In the previous example we can see by choosing length 3 words the table to the left is much larger than we needed it to be. P3 was only length 2 and we had no other entries in that table. This wastes space - so we can let the length of that string be 2 instead.

The optimal stride length can be chosen using dynamic programming. Though they do not say how.

Part 2

Additional readings

Book References

Varghese, Network Algorithmics, Chapters 12, 13, 14

Kurose-Ross, 6th Edition, Section 7.5.2

Kurose-Ross, 7th Edition, Section 9.5.2

Packet classification

To guarantee more features within a router such as quality of service, security and protocol based handling of packets we need to classify packets on more than just their destination IP.

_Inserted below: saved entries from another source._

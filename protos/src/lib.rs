// Copyright 2024 Build Core Contributors.
// Licensed under the Apache License, Version 2.0 (see LICENSE).

#![deny(unused_must_use)]
// See https://github.com/hyperium/tonic/issues/1056
#![allow(clippy::derive_partial_eq_without_eq)]

mod conversions;
pub use conversions::{digest_from_proto, digest_to_proto, require_digest};


pub mod gen {
    // NOTE: Prost automatically relies on the existence of this nested module structure because
    // it uses multiple `super` references (e.g., `super::super::super::Foo`) to traverse out of
    // a module to refer to protos in other modules.
    pub mod google {
        pub mod bytestream {
            tonic::include_proto!("google.bytestream");
        }
        pub mod longrunning {
            tonic::include_proto!("google.longrunning");
        }
        pub mod rpc {
            tonic::include_proto!("google.rpc");
        }
    }
    pub mod build {
        pub mod bazel {
            pub mod remote {
                pub mod execution {
                    pub mod v2 {
                        tonic::include_proto!("build.bazel.remote.execution.v2");
                    }
                }
            }
            pub mod semver {
                tonic::include_proto!("build.bazel.semver");
            }
        }
    }
}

These further classifications can be based on source IP address, TCP flags, ect. We refer to this as packet classification. This is deployed by many applications such as:

Firewalls,
Resource reservation protocols, and
Routing based on traffic type.

Example for traffic type sensitive routing. The above figure shows an example topology where networks are connected through router R. Destinations are shown as S1, S2, X, Y, and D. L1 and L2 denote specific connection points for router R. The table shows some examples of packet classification rules. The first rule is for routing video traffic from S1 to D via L1. The second rule drops all traffic from S2, for example, in the scenario that S2 was an experimental site. Finally, the third rule reserves 50 Mbps of traffic from prefix X to prefix Y, which is an example of a rule for resource reservation.

Simple solutions

Linear search

Firewalls do a linear search through a rules table like above and keep track of the best match. This is fine for a small number of rules but scales linearly in the number of rules.

Caching

If you are going to get a lot of similar packets then caching could be used on top of another search algorithm. This has two problems

The cache-hit rate can be high (80-90%) but still need to perform searches on the misses,
If the underlying search like linear has poor performance this can still have low overall performance.

Passing labels

This involves the sender attaching labels to the header that determine when happens to it. This means that intermediary routers do not need to reclassify packets on a path to the destination. Though this will require security to ensure bad actors can not abuse this. This is deployed in Multiprotocol label switching (MPLS) and DiffServ.

More tries

Assume we are in a position where we need to use the destination and source IP address to determine the rule. The address must match both the subnets and ties are broken first by the longest matching destination subnet then by the longest matching source subnet.

A simple way to do this would be to construct the destination trie then at the leaf nodes attach source tries.

Set-Pruning tries

Suppose we have the following rule table. Then we attach the following tries to the destination trie. Note that for the 00* source trie we need to include all rules that could match that prefix in particular even rules that only match the 0*.

The need to match all rules that could fit with the prefix means we have to repeat the same rule in multiple branches. This leads to a memory explosion in large examples.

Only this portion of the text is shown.